I was very much kind of feeling sorry for the guy until I read the following:

wish I could wish it away, but this soul-mate feel I alluded too is real and in that regard I sure don’t want to be the person complicating your life. I looked to where I often look for advice and counsel, and in I Corinthians 13 it simply says that, " Love is patient and kind, love is not jealous or boastful, it is not arrogant or rude, Love does not insist on its own way, it is not irritable or resentful, it does not rejoice in the wrong, but rejoices in the right, Love bears all things, believes all things, hopes all things and endures all things".

Boy, it takes real brass balls, you over-entitled megalomaniac, to quote I Corinthians 13 at your mistress and to portray yourself as her educator or tutor.

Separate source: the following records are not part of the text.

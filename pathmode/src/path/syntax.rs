//! Lexical classification of path strings.
//!
//! Nothing in this module touches the filesystem: a path's syntax is decided
//! from its characters alone. Both `\` and `/` are accepted as separators
//! regardless of the platform the process runs on.

use std::fmt;

use serde::Serialize;

/// The syntax family of an input path string.
///
/// # Examples
///
/// ```
/// use pathmode::path::{classify, PathSyntax};
///
/// let roots = ["/app/project", "/workspace"];
/// assert_eq!(classify(r"C:\Users\G\x.py", &roots), PathSyntax::WindowsAbsolute);
/// assert_eq!(classify(r"\\server\share\x", &roots), PathSyntax::WindowsUnc);
/// assert_eq!(classify("/mnt/c/Users/G", &roots), PathSyntax::WslMount);
/// assert_eq!(classify("/home/g/x.py", &roots), PathSyntax::PosixAbsolute);
/// assert_eq!(classify("/app/project/x.py", &roots), PathSyntax::AlreadyCanonical);
/// assert_eq!(classify("src/main.py", &roots), PathSyntax::Relative);
/// ```
#[derive(Debug, Clone, Copy, PartialEq, Eq, Hash, Serialize)]
#[serde(rename_all = "snake_case")]
pub enum PathSyntax {
    /// `C:\...` or `C:/...`.
    WindowsAbsolute,
    /// `\\server\share\...`.
    WindowsUnc,
    /// `/...` outside the container's own roots.
    PosixAbsolute,
    /// `/mnt/<drive>/...` as seen from WSL.
    WslMount,
    /// No recognized absolute prefix.
    Relative,
    /// Already rooted at a container mount point.
    AlreadyCanonical,
}

impl PathSyntax {
    /// Returns true for the classes that carry a host-side absolute path.
    #[must_use]
    pub const fn is_host_absolute(self) -> bool {
        matches!(
            self,
            Self::WindowsAbsolute | Self::WindowsUnc | Self::PosixAbsolute | Self::WslMount
        )
    }
}

impl fmt::Display for PathSyntax {
    fn fmt(&self, f: &mut fmt::Formatter<'_>) -> fmt::Result {
        let name = match self {
            Self::WindowsAbsolute => "windows_absolute",
            Self::WindowsUnc => "windows_unc",
            Self::PosixAbsolute => "posix_absolute",
            Self::WslMount => "wsl_mount",
            Self::Relative => "relative",
            Self::AlreadyCanonical => "already_canonical",
        };
        f.write_str(name)
    }
}

/// Classifies `input` given the container's canonical roots.
///
/// Canonical roots are compared at a segment boundary, so `/app/projects`
/// is not under `/app/project`.
#[must_use]
pub fn classify(input: &str, canonical_roots: &[&str]) -> PathSyntax {
    if has_drive_prefix(input) {
        PathSyntax::WindowsAbsolute
    } else if input.starts_with(r"\\") {
        PathSyntax::WindowsUnc
    } else if canonical_roots.iter().any(|root| is_under_root(input, root)) {
        PathSyntax::AlreadyCanonical
    } else if wsl_drive(input).is_some() {
        PathSyntax::WslMount
    } else if input.starts_with('/') {
        PathSyntax::PosixAbsolute
    } else {
        PathSyntax::Relative
    }
}

/// `<letter>:` followed by either separator.
fn has_drive_prefix(input: &str) -> bool {
    matches!(
        input.as_bytes(),
        [letter, b':', b'\\' | b'/', ..] if letter.is_ascii_alphabetic()
    )
}

/// The drive letter of a `/mnt/<letter>` or `/mnt/<letter>/...` path.
fn wsl_drive(input: &str) -> Option<char> {
    let rest = input.strip_prefix("/mnt/")?;
    match rest.as_bytes() {
        [letter] | [letter, b'/', ..] if letter.is_ascii_alphabetic() => {
            Some(char::from(*letter).to_ascii_lowercase())
        }
        _ => None,
    }
}

/// Whether `input` equals `root` or continues it with a `/`.
#[must_use]
pub fn is_under_root(input: &str, root: &str) -> bool {
    let root = trim_root(root);
    if root == "/" {
        return input.starts_with('/');
    }
    match input.strip_prefix(root) {
        Some(rest) => rest.is_empty() || rest.starts_with('/'),
        None => false,
    }
}

/// Strips trailing `/` from a container root, keeping a lone `/`.
#[must_use]
pub fn trim_root(root: &str) -> &str {
    let trimmed = root.trim_end_matches('/');
    if trimmed.is_empty() && root.starts_with('/') {
        "/"
    } else {
        trimmed
    }
}

/// Splits on either separator and resolves `.` and `..` lexically.
///
/// A `..` with nothing left to remove is dropped, so the segments never
/// climb above the path's root.
///
/// # Examples
///
/// ```
/// use pathmode::path::syntax::split_segments;
///
/// assert_eq!(split_segments(r"a\b/./../c"), vec!["a", "c"]);
/// assert_eq!(split_segments("../../etc"), vec!["etc"]);
/// ```
#[must_use]
pub fn split_segments(path: &str) -> Vec<String> {
    let mut segments: Vec<String> = Vec::new();
    for segment in path.split(['/', '\\']) {
        match segment {
            "" | "." => {}
            ".." => {
                segments.pop();
            }
            _ => segments.push(segment.to_string()),
        }
    }
    segments
}

/// Whether any segment of `path` is `..`.
#[must_use]
pub fn has_parent_segment(path: &str) -> bool {
    path.split(['/', '\\']).any(|segment| segment == "..")
}

/// Joins segments onto a container root with `/`.
///
/// An empty segment list yields the root itself, without a trailing slash.
#[must_use]
pub fn join_onto(root: &str, segments: &[String]) -> String {
    let base = trim_root(root);
    if segments.is_empty() {
        return base.to_string();
    }
    let mut joined = base.trim_end_matches('/').to_string();
    for segment in segments {
        joined.push('/');
        joined.push_str(segment);
    }
    joined
}

/// A host-side absolute path broken into comparable parts.
#[derive(Debug, Clone, PartialEq, Eq)]
pub(crate) struct HostPath {
    /// Lowercased drive letter for Windows and WSL mount paths.
    drive: Option<char>,
    /// Whether this is a UNC path (`server` and `share` lead the segments).
    unc: bool,
    /// Path segments below the drive or root.
    segments: Vec<String>,
}

impl HostPath {
    /// Parses a path of one of the host-absolute syntaxes.
    pub(crate) fn parse(input: &str, syntax: PathSyntax) -> Option<Self> {
        let (drive, unc, rest) = match syntax {
            PathSyntax::WindowsAbsolute => {
                let drive = input.chars().next()?.to_ascii_lowercase();
                (Some(drive), false, input.get(2..)?)
            }
            PathSyntax::WindowsUnc => (None, true, input),
            PathSyntax::WslMount => (wsl_drive(input), false, input.get("/mnt/c".len()..)?),
            PathSyntax::PosixAbsolute => (None, false, input),
            PathSyntax::Relative | PathSyntax::AlreadyCanonical => return None,
        };
        Some(Self {
            drive,
            unc,
            segments: split_segments(rest),
        })
    }

    pub(crate) fn segments(&self) -> &[String] {
        &self.segments
    }

    /// Windows-side paths compare case-insensitively.
    fn case_insensitive(&self) -> bool {
        self.drive.is_some() || self.unc
    }

    /// The segments of `self` below `root`, if `self` lies at or under it.
    pub(crate) fn strip_root(&self, root: &HostPath) -> Option<&[String]> {
        if self.drive != root.drive || self.unc != root.unc {
            return None;
        }
        if root.segments.len() > self.segments.len() {
            return None;
        }
        let fold = self.case_insensitive() || root.case_insensitive();
        let matches = self
            .segments
            .iter()
            .zip(&root.segments)
            .all(|(ours, theirs)| {
                if fold {
                    ours.eq_ignore_ascii_case(theirs)
                } else {
                    ours == theirs
                }
            });
        matches.then(|| &self.segments[root.segments.len()..])
    }
}

#[cfg(test)]
mod tests {
    use super::*;

    const ROOTS: [&str; 2] = ["/app/project", "/workspace"];

    #[test]
    fn test_classify_windows_forms() {
        assert_eq!(classify(r"C:\x", &ROOTS), PathSyntax::WindowsAbsolute);
        assert_eq!(classify("d:/x", &ROOTS), PathSyntax::WindowsAbsolute);
        assert_eq!(classify(r"\\nas\share\x", &ROOTS), PathSyntax::WindowsUnc);
        // Drive-relative forms carry no root.
        assert_eq!(classify("C:x", &ROOTS), PathSyntax::Relative);
        assert_eq!(classify("C:", &ROOTS), PathSyntax::Relative);
    }

    #[test]
    fn test_classify_wsl_requires_single_letter_drive() {
        assert_eq!(classify("/mnt/c", &ROOTS), PathSyntax::WslMount);
        assert_eq!(classify("/mnt/c/", &ROOTS), PathSyntax::WslMount);
        assert_eq!(classify("/mnt/data/x", &ROOTS), PathSyntax::PosixAbsolute);
        assert_eq!(classify("/mnt/", &ROOTS), PathSyntax::PosixAbsolute);
    }

    #[test]
    fn test_classify_canonical_boundary() {
        assert_eq!(classify("/app/project", &ROOTS), PathSyntax::AlreadyCanonical);
        assert_eq!(classify("/workspace/a", &ROOTS), PathSyntax::AlreadyCanonical);
        assert_eq!(classify("/app/projects/a", &ROOTS), PathSyntax::PosixAbsolute);
        assert_eq!(classify("/workspace2", &ROOTS), PathSyntax::PosixAbsolute);
    }

    #[test]
    fn test_classify_non_ascii_input() {
        assert_eq!(classify("é:/x", &ROOTS), PathSyntax::Relative);
        assert_eq!(classify("/mnt/é/x", &ROOTS), PathSyntax::PosixAbsolute);
    }

    #[test]
    fn test_split_segments() {
        assert_eq!(split_segments(r"a\b//c/./d/"), vec!["a", "b", "c", "d"]);
        assert!(split_segments("/").is_empty());
        assert_eq!(split_segments("../x"), vec!["x"]);
    }

    #[test]
    fn test_split_segments_resolves_parents_within_root() {
        assert_eq!(split_segments("/a/b/../c"), vec!["a", "c"]);
        assert_eq!(split_segments(r"Users\G\..\..\..\etc\passwd"), vec!["etc", "passwd"]);
        assert!(split_segments("a/..").is_empty());
        assert!(has_parent_segment(r"a\..\b"));
        assert!(!has_parent_segment("a/..b/c.."));
    }

    #[test]
    fn test_host_path_parent_segments_stay_below_drive() {
        let win = HostPath::parse(r"C:\x\..\..\etc", PathSyntax::WindowsAbsolute).unwrap();
        assert_eq!(win.drive, Some('c'));
        assert_eq!(win.segments(), ["etc"]);
    }

    #[test]
    fn test_join_onto() {
        let segs = vec!["a".to_string(), "b.py".to_string()];
        assert_eq!(join_onto("/app/project", &segs), "/app/project/a/b.py");
        assert_eq!(join_onto("/app/project/", &segs), "/app/project/a/b.py");
        assert_eq!(join_onto("/app/project/", &[]), "/app/project");
        assert_eq!(join_onto("/", &segs), "/a/b.py");
        assert_eq!(join_onto("/", &[]), "/");
    }

    #[test]
    fn test_trim_root() {
        assert_eq!(trim_root("/workspace//"), "/workspace");
        assert_eq!(trim_root("///"), "/");
    }

    #[test]
    fn test_host_path_parse() {
        let win = HostPath::parse(r"C:\Users\G\x.py", PathSyntax::WindowsAbsolute).unwrap();
        assert_eq!(win.drive, Some('c'));
        assert_eq!(win.segments(), ["Users", "G", "x.py"]);

        let wsl = HostPath::parse("/mnt/C/Users/G", PathSyntax::WslMount).unwrap();
        assert_eq!(wsl.drive, Some('c'));
        assert_eq!(wsl.segments(), ["Users", "G"]);

        let unc = HostPath::parse(r"\\nas\share\x", PathSyntax::WindowsUnc).unwrap();
        assert!(unc.unc);
        assert_eq!(unc.segments(), ["nas", "share", "x"]);

        assert!(HostPath::parse("x", PathSyntax::Relative).is_none());
    }

    #[test]
    fn test_strip_root_matches_wsl_against_windows_root() {
        let root = HostPath::parse(r"C:\Users\G\ext", PathSyntax::WindowsAbsolute).unwrap();
        let input = HostPath::parse("/mnt/c/users/g/ext/data/a.csv", PathSyntax::WslMount).unwrap();
        assert_eq!(input.strip_root(&root).unwrap(), ["data", "a.csv"]);
    }

    #[test]
    fn test_strip_root_posix_is_case_sensitive() {
        let root = HostPath::parse("/home/u/ext", PathSyntax::PosixAbsolute).unwrap();
        let upper = HostPath::parse("/home/U/ext/a", PathSyntax::PosixAbsolute).unwrap();
        let exact = HostPath::parse("/home/u/ext", PathSyntax::PosixAbsolute).unwrap();
        assert!(upper.strip_root(&root).is_none());
        assert!(exact.strip_root(&root).unwrap().is_empty());
    }

    #[test]
    fn test_strip_root_requires_same_drive() {
        let root = HostPath::parse("D:/ext", PathSyntax::WindowsAbsolute).unwrap();
        let input = HostPath::parse("C:/ext/a", PathSyntax::WindowsAbsolute).unwrap();
        assert!(input.strip_root(&root).is_none());
    }
}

I don’t celebrate the shattering of any home, but where are those [W. Somerset Maugham](http://en.wikipedia.org/wiki/W._Somerset_Maugham “W. Somerset Maugham

  • Wikipedia, the free encyclopedia”) men who bolt out on the family and say “I love this woman and for once I’m going to live my life like I need to – I am an unfaithful man, a lousy father, but I must be with this woman, she is my life!” Or, failing that couldn’t they adopt the steely silence of the patricians because That’s What Our Type of People Do?

O tempora, in our world we don’t even have men making bad, harsh decisions who take the blame and live with it. No instead it’s simpering, it’s “I disappointed X, I let people down.” That’s not contrition (Mrs. Sanford is insulted by this), nor is it passionate depth of true love (“Maria” is ill served by this) it’s hoping to not loose too much station in the exchange for having had your cake and having eaten it too. Consider Edward VIII, who gave up his crown to be with Wallis Simpson, does the governor of South Carolina have so much more to loose?

It’s weasly cowardice then. I’m sick of the lack of responsibility the Baby Boomers have shown in handling public lives. He says to her: “…helping you live a better – not more complicated life.” Such pomposity!